After the last six months, the screen in front of Dunstan was like a window into another world, a normal one where people didn’t have to wear vacsuits, didn’t have to memorize the exact location of the nearest escape pod hatch. He was disappointed that he wouldn’t be able to see his daughter’s faces, but he was glad they were busy with a regular life, unaware of the new hazards that had appeared out here between the planets.
“Two weeks’ leave, and then three months of shore duty,” he said. “And I have no idea what I’m getting after that. All I know is that it won’t be this old girl. She’ll be in the breakdown yard by then.”
“It would be nice if they doubled up on your shore duty time after socking you with a surprise double deployment,” his wife said. She was cutting up strawberries while she talked on the vidcom, her hands trimming the little green leaves and stems with a paring knife seemingly on autopilot.
“It would be nice. But you know it won’t happen in this lifetime.”
“I know. Because the navy treats its people almost as well as it does its ships.” Mairi flicked another strawberry stem into the garbage without having to aim.
“Only because they can sell the ships for scrap when they’re done with them,” Dunstan said with a smile.
He checked the time on the bulkhead display in his cabin. The countdown to docking was close to the point where he needed to be present in the AIC again.
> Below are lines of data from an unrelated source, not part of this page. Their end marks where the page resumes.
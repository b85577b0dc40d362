//! Durable (hard) cache stores.

use super::key::CacheKey;
use crate::Result;
use async_trait::async_trait;
use std::collections::{BTreeMap, HashMap};
use std::sync::{Mutex, MutexGuard};
use std::time::Duration;
use tokio::time::Instant;

/// Free-form health/usage figures reported by a store.
pub type HardStoreInfo = BTreeMap<String, String>;

/// A TTL-bounded key/value store behind the soft cache.
///
/// Errors are reported to the caller; the dual cache decides to log and swallow them.
#[async_trait]
pub trait HardStore: Send + Sync {
    async fn get(&self, key: &CacheKey) -> Result<Option<Vec<u8>>>;
    async fn set(&self, key: &CacheKey, value: &[u8], ttl: Duration) -> Result<()>;
    async fn info(&self) -> Result<HardStoreInfo>;
    fn name(&self) -> &'static str;
}

#[derive(Clone)]
struct StoreEntry {
    data: Vec<u8>,
    expires_at: Instant,
}

impl StoreEntry {
    fn is_expired(&self, now: Instant) -> bool {
        now >= self.expires_at
    }
}

/// In-process TTL store. Stands in for Redis in tests and single-process deployments.
#[derive(Default)]
pub struct MemoryStore {
    entries: Mutex<HashMap<String, StoreEntry>>,
}

impl MemoryStore {
    pub fn new() -> Self {
        Self::default()
    }

    fn lock(&self) -> MutexGuard<'_, HashMap<String, StoreEntry>> {
        self.entries.lock().unwrap_or_else(|e| e.into_inner())
    }

    /// Live (unexpired) entry count.
    pub fn len(&self) -> usize {
        let now = Instant::now();
        self.lock().values().filter(|e| !e.is_expired(now)).count()
    }

    pub fn is_empty(&self) -> bool {
        self.len() == 0
    }
}

#[async_trait]
impl HardStore for MemoryStore {
    async fn get(&self, key: &CacheKey) -> Result<Option<Vec<u8>>> {
        let now = Instant::now();
        let mut entries = self.lock();
        match entries.get(key.as_str()) {
            Some(entry) if entry.is_expired(now) => {
                entries.remove(key.as_str());
                Ok(None)
            }
            Some(entry) => Ok(Some(entry.data.clone())),
            None => Ok(None),
        }
    }

    async fn set(&self, key: &CacheKey, value: &[u8], ttl: Duration) -> Result<()> {
        let now = Instant::now();
        let mut entries = self.lock();
        entries.retain(|_, e| !e.is_expired(now));
        entries.insert(
            key.as_str().to_string(),
            StoreEntry {
                data: value.to_vec(),
                expires_at: now + ttl,
            },
        );
        Ok(())
    }

    async fn info(&self) -> Result<HardStoreInfo> {
        let mut info = HardStoreInfo::new();
        info.insert("entries".to_string(), self.len().to_string());
        Ok(info)
    }

    fn name(&self) -> &'static str {
        "memory"
    }
}
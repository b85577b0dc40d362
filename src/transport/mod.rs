//! Provider transport.
//!
//! [`ChatBackend`] is the seam between the dispatcher and the network: the
//! production implementation is [`HttpTransport`], tests substitute scripted fakes.

pub mod http;

pub use http::{HttpTransport, TransportError};

use crate::keys::KeyState;
use crate::types::{ChatCompletion, ChatCompletionRequest};
use crate::Result;
use async_trait::async_trait;

#[async_trait]
pub trait ChatBackend: Send + Sync {
    /// Issue one chat-completion request with `key`'s credential and endpoint.
    async fn chat_completion(
        &self,
        key: &KeyState,
        request: &ChatCompletionRequest,
    ) -> Result<ChatCompletion>;

    /// Model ids visible to `key`.
    async fn list_models(&self, key: &KeyState) -> Result<Vec<String>>;

    fn name(&self) -> &'static str;
}
//! 双层响应缓存：进程内 LRU 软缓存 + 可选的 Redis 硬缓存。
//!
//! # Dual-Tier Cache
//!
//! Deduplicates semantically identical requests in front of the dispatcher.
//!
//! `get` checks the soft tier, then the durable tier (promoting hits into the soft
//! tier). `set` writes both; durable-tier failures are logged and swallowed, so the
//! cache keeps working soft-only when Redis is down.
//!
//! | Component | Description |
//! |-----------|-------------|
//! | [`DualCache`] | Two-tier lookup, write-through, statistics |
//! | [`SoftCache`] | Capacity-bounded LRU tier |
//! | [`HardStore`] | Trait for durable TTL stores |
//! | [`RedisStore`] | Redis implementation (`SET .. EX`, `GET`, `INFO`) |
//! | [`MemoryStore`] | In-process TTL store |
//! | [`CacheKeyGenerator`] | SHA-256 over canonical JSON |

mod backend;
mod key;
mod manager;
mod redis_store;
mod soft;

pub use backend::{HardStore, HardStoreInfo, MemoryStore};
pub use key::{canonical_json, CacheKey, CacheKeyGenerator};
pub use manager::{CacheCounters, CacheStats, DualCache, HardTier};
pub use redis_store::RedisStore;
pub use soft::SoftCache;
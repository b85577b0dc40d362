//! Redis-backed hard cache.

use super::backend::{HardStore, HardStoreInfo};
use super::key::CacheKey;
use crate::{Error, ErrorContext, Result};
use async_trait::async_trait;
use redis::aio::MultiplexedConnection;
use redis::AsyncCommands;
use std::time::Duration;
use tracing::info;

/// Upper bound on establishing the initial connection.
const CONNECT_TIMEOUT: Duration = Duration::from_secs(5);

/// `INFO` fields surfaced through [`HardStore::info`].
const INFO_FIELDS: &[&str] = &[
    "used_memory_human",
    "connected_clients",
    "total_commands_processed",
];

/// Stores values under their cache key with `SET .. EX ttl`.
///
/// One multiplexed connection is shared by every operation.
pub struct RedisStore {
    conn: MultiplexedConnection,
}

impl RedisStore {
    /// Open a connection and verify it with `PING`.
    pub async fn connect(url: &str) -> Result<Self> {
        let client = redis::Client::open(url).map_err(|e| store_error("invalid Redis URL", e))?;
        let mut conn = tokio::time::timeout(CONNECT_TIMEOUT, client.get_multiplexed_async_connection())
            .await
            .map_err(|_| {
                Error::store_with_context(
                    "timed out connecting to Redis",
                    ErrorContext::new().with_source("redis_store"),
                )
            })?
            .map_err(|e| store_error("failed to connect to Redis", e))?;

        let _: String = redis::cmd("PING")
            .query_async(&mut conn)
            .await
            .map_err(|e| store_error("Redis PING failed", e))?;

        info!(url = %redacted_url(url), "redis hard cache connected");
        Ok(Self { conn })
    }
}

#[async_trait]
impl HardStore for RedisStore {
    async fn get(&self, key: &CacheKey) -> Result<Option<Vec<u8>>> {
        let mut con = self.conn.clone();
        con.get::<_, Option<Vec<u8>>>(key.as_str())
            .await
            .map_err(|e| store_error("Redis GET error", e))
    }

    async fn set(&self, key: &CacheKey, value: &[u8], ttl: Duration) -> Result<()> {
        let mut con = self.conn.clone();
        con.set_ex::<_, _, ()>(key.as_str(), value, ttl.as_secs().max(1))
            .await
            .map_err(|e| store_error("Redis SET error", e))
    }

    async fn info(&self) -> Result<HardStoreInfo> {
        let mut con = self.conn.clone();
        let raw: String = redis::cmd("INFO")
            .query_async(&mut con)
            .await
            .map_err(|e| store_error("Redis INFO error", e))?;
        Ok(parse_info(&raw))
    }

    fn name(&self) -> &'static str {
        "redis"
    }
}

fn store_error(message: &str, e: redis::RedisError) -> Error {
    Error::store_with_context(
        message,
        ErrorContext::new()
            .with_details(e.to_string())
            .with_source("redis_store"),
    )
}

/// Pick [`INFO_FIELDS`] out of an `INFO` reply; missing fields read `N/A`.
fn parse_info(raw: &str) -> HardStoreInfo {
    let mut found = HardStoreInfo::new();
    for line in raw.lines() {
        if let Some((k, v)) = line.trim().split_once(':') {
            if INFO_FIELDS.contains(&k) {
                found.insert(k.to_string(), v.to_string());
            }
        }
    }
    for field in INFO_FIELDS {
        found
            .entry(field.to_string())
            .or_insert_with(|| "N/A".to_string());
    }
    found
}

/// Strip credentials from a connection URL before logging it.
fn redacted_url(raw: &str) -> String {
    match url::Url::parse(raw) {
        Ok(mut u) => {
            if u.password().is_some() {
                let _ = u.set_password(Some("***"));
            }
            u.to_string()
        }
        Err(_) => "<unparseable>".to_string(),
    }
}
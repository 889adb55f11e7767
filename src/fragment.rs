//! Dialog-fragment commands (Edit, Text Reminder).
//!
//! The dialog's "more actions" control carries its menu as an entity-escaped
//! JSON array of HTML snippets. We decode it, pick the anchor for the
//! requested action and turn it into a [`FragmentRequest`] that
//! [`crate::followup`] fetches and runs.

use crate::context::normalize_text;
use crate::error::ShortcutError;
use crate::host::{ElementRef, Host, Target};
use once_cell::sync::Lazy;
use regex::Regex;
use scraper::{Html, Selector};

/// Attribute holding the serialized action list.
pub const ACTIONS_ATTRIBUTE: &str = "data-action-button-actions";

static ANCHOR: Lazy<Selector> = Lazy::new(|| Selector::parse("a").unwrap());
static EDIT_HREF: Lazy<Regex> = Lazy::new(|| Regex::new(r"/edit\.dialog\b").unwrap());
static SMS_HREF: Lazy<Regex> = Lazy::new(|| Regex::new(r"/comms/sms\.dialog\b").unwrap());

/// Which dialog a fragment command opens.
#[derive(Debug, Clone, Copy, PartialEq, Eq)]
pub enum FragmentKind {
    Edit,
    TextReminder,
}

impl FragmentKind {
    pub fn label(&self) -> &'static str {
        match self {
            FragmentKind::Edit => "Edit",
            FragmentKind::TextReminder => "Text Reminder",
        }
    }

    fn missing_action(&self) -> ShortcutError {
        match self {
            FragmentKind::Edit => ShortcutError::TargetNotFound("Edit action"),
            FragmentKind::TextReminder => ShortcutError::TargetNotFound("Text Reminder action"),
        }
    }

    /// Whether an action link opens this kind of dialog.
    pub fn matches(&self, link: &ActionLink) -> bool {
        let href = link.href.as_deref().unwrap_or("");
        match self {
            FragmentKind::Edit => link.text.contains("edit") || EDIT_HREF.is_match(href),
            FragmentKind::TextReminder => {
                link.id.as_deref() == Some("sms")
                    || link.text.contains("text reminder")
                    || SMS_HREF.is_match(href)
            }
        }
    }
}

/// One entry of the more-actions menu.
#[derive(Debug, Clone, PartialEq, Eq)]
pub struct ActionLink {
    /// Normalized visible text of the whole snippet
    pub text: String,
    pub href: Option<String>,
    pub id: Option<String>,
}

/// A same-origin request for a dialog script.
#[derive(Debug, Clone, PartialEq, Eq)]
pub struct FragmentRequest {
    pub kind: FragmentKind,
    pub href: String,
    pub csrf_token: Option<String>,
}

/// Un-escape and parse the serialized action list.
pub fn decode_action_list(raw: &str) -> Result<Vec<String>, ShortcutError> {
    let unescaped = html_escape::decode_html_entities(raw);
    serde_json::from_str(&unescaped).map_err(|e| ShortcutError::Malformed {
        message: "Could not parse actions JSON.",
        detail: e.to_string(),
    })
}

/// Extract the anchor from an HTML snippet. Snippets without one yield `None`.
///
/// The text is that of the whole snippet, so labels outside the anchor still
/// count for matching. Comments never contribute.
pub fn parse_action(html: &str) -> Option<ActionLink> {
    let fragment = Html::parse_fragment(html);
    let anchor = fragment.select(&ANCHOR).next()?;
    let text: String = fragment.root_element().text().collect();

    Some(ActionLink {
        text: normalize_text(&text),
        href: anchor.value().attr("href").map(str::to_string),
        id: anchor.value().attr("id").map(str::to_string),
    })
}

/// The more-actions control inside `scope`, flagged button first.
fn actions_control<H: Host + ?Sized>(host: &H, scope: Option<ElementRef>) -> Option<ElementRef> {
    host.query(scope, Target::ActionButton)
        .or_else(|| host.query(scope, Target::DropdownButton))
}

/// Resolve the request for `kind` from the dialog rooted at `scope`.
pub fn locate<H: Host + ?Sized>(
    host: &H,
    scope: Option<ElementRef>,
    kind: FragmentKind,
) -> Result<FragmentRequest, ShortcutError> {
    let button =
        actions_control(host, scope).ok_or(ShortcutError::TargetNotFound("More Actions button"))?;
    let raw = host
        .attribute(button, ACTIONS_ATTRIBUTE)
        .filter(|raw| !raw.is_empty())
        .ok_or(ShortcutError::TargetNotFound("Actions list"))?;

    let snippets = decode_action_list(&raw)?;
    let links: Vec<ActionLink> = snippets.iter().filter_map(|s| parse_action(s)).collect();

    let Some(href) = links
        .iter()
        .find(|link| kind.matches(link))
        .and_then(|link| link.href.clone())
    else {
        tracing::debug!(action = kind.label(), ?links, "no matching action in menu");
        return Err(kind.missing_action());
    };

    let csrf_token = host
        .meta_content("csrf-token")
        .filter(|token| !token.is_empty());

    tracing::debug!(action = kind.label(), %href, "resolved dialog fragment");
    Ok(FragmentRequest {
        kind,
        href,
        csrf_token,
    })
}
“I have to go and make sure we dock without putting any more dents into the hull,” he said. “Not that it matters much at this point. I’ll let you know what’s going on once we’re on Rhodia One and get our orders for surface transport.”
“Okay. I’m glad that you’re at least overhead already. And not that I’m happy your ship got damaged. But it’s good to know they won’t be able to refuel it and send you right back out like they did last time. Love you.”
“Love you, too. See you very soon.” He blew a kiss at the screen and swiped his hand to make the projection disappear.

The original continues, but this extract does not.